Spam attacks

Unfortunately, effective immediately, I’ve had to increase the level of comment moderation due to a spam attack that’s been underway nearly 24 hours. First-time commenters now must have their comments approved before they’ll appear on this site; anyone who’s previously posted will be able to comment as normal.

Previously, I’ve had periodic spam attacks—in which spammers place “comments” intended to drive traffic to their own site(s). Those earlier attacks always tripped the spam filters on my site, but the latest attacks got around the filters. I got sick of marking them as spam and deleting them, generally at least once an hour.

So, thanks to spammers, I’ve been forced to make commenting a little more difficult. I really am sorry for the inconvenience, but I had no choice.
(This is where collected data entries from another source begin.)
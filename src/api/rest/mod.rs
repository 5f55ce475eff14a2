pub mod extract;
pub mod fleet;
pub mod matching;
pub mod orders;

use std::sync::Arc;

use axum::Json;
use axum::Router;
use axum::extract::State;
use axum::http::StatusCode;
use axum::response::IntoResponse;
use axum::routing::get;
use serde::Serialize;
use tower_http::cors::CorsLayer;
use tower_http::trace::TraceLayer;

use crate::state::AppState;

pub fn router(state: Arc<AppState>) -> Router {
    Router::new()
        .merge(orders::router())
        .merge(matching::router())
        .merge(fleet::router())
        .route("/health", get(health))
        .route("/metrics", get(metrics))
        .with_state(state)
        .layer(TraceLayer::new_for_http())
        .layer(CorsLayer::permissive())
}

#[derive(Serialize)]
struct HealthResponse {
    status: &'static str,
    broker_connected: bool,
    orders: usize,
    matching_attempts: usize,
    armed_deadlines: usize,
    unpublished_events: usize,
}

async fn health(State(state): State<Arc<AppState>>) -> Json<HealthResponse> {
    let broker_connected = state.gateway.is_connected();
    Json(HealthResponse {
        status: if broker_connected { "ok" } else { "degraded" },
        broker_connected,
        orders: state.store.order_count(),
        matching_attempts: state.store.attempt_count(),
        armed_deadlines: state.timers.armed_count(),
        unpublished_events: state.gateway.unpublished_count().await,
    })
}

async fn metrics(State(state): State<Arc<AppState>>) -> impl IntoResponse {
    match state.metrics.encode() {
        Ok(body) => (
            StatusCode::OK,
            [("content-type", "text/plain; version=0.0.4; charset=utf-8")],
            body,
        )
            .into_response(),
        Err(err) => (StatusCode::INTERNAL_SERVER_ERROR, err).into_response(),
    }
}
Update 25/10/08: I received a lot of suggestions (thanks everyone!), but unfortunately, I couldn’t make any of them work. Then Mark from Slap Upside The Head left a comment and made a suggestion I couldn’t follow up on at the the time (and my reply details that, along with my general frustration). I’m pleased to report that with Akismet running, I haven’t had to manually delete a single spam comment—it’s caught them all (12 since I installed it late last night). That’s out of a total of 93 spam comments, most of which either I or the low-level filter had already caught.

But I’m wondering: Is WordPress uniquely vulnerable for some reason, or does Blogger just take care of this behind the scenes? In any event, so far the tighter security is working, so I can get back to things that are far more interesting—like trying to figure out how to pronounce “Akismet”.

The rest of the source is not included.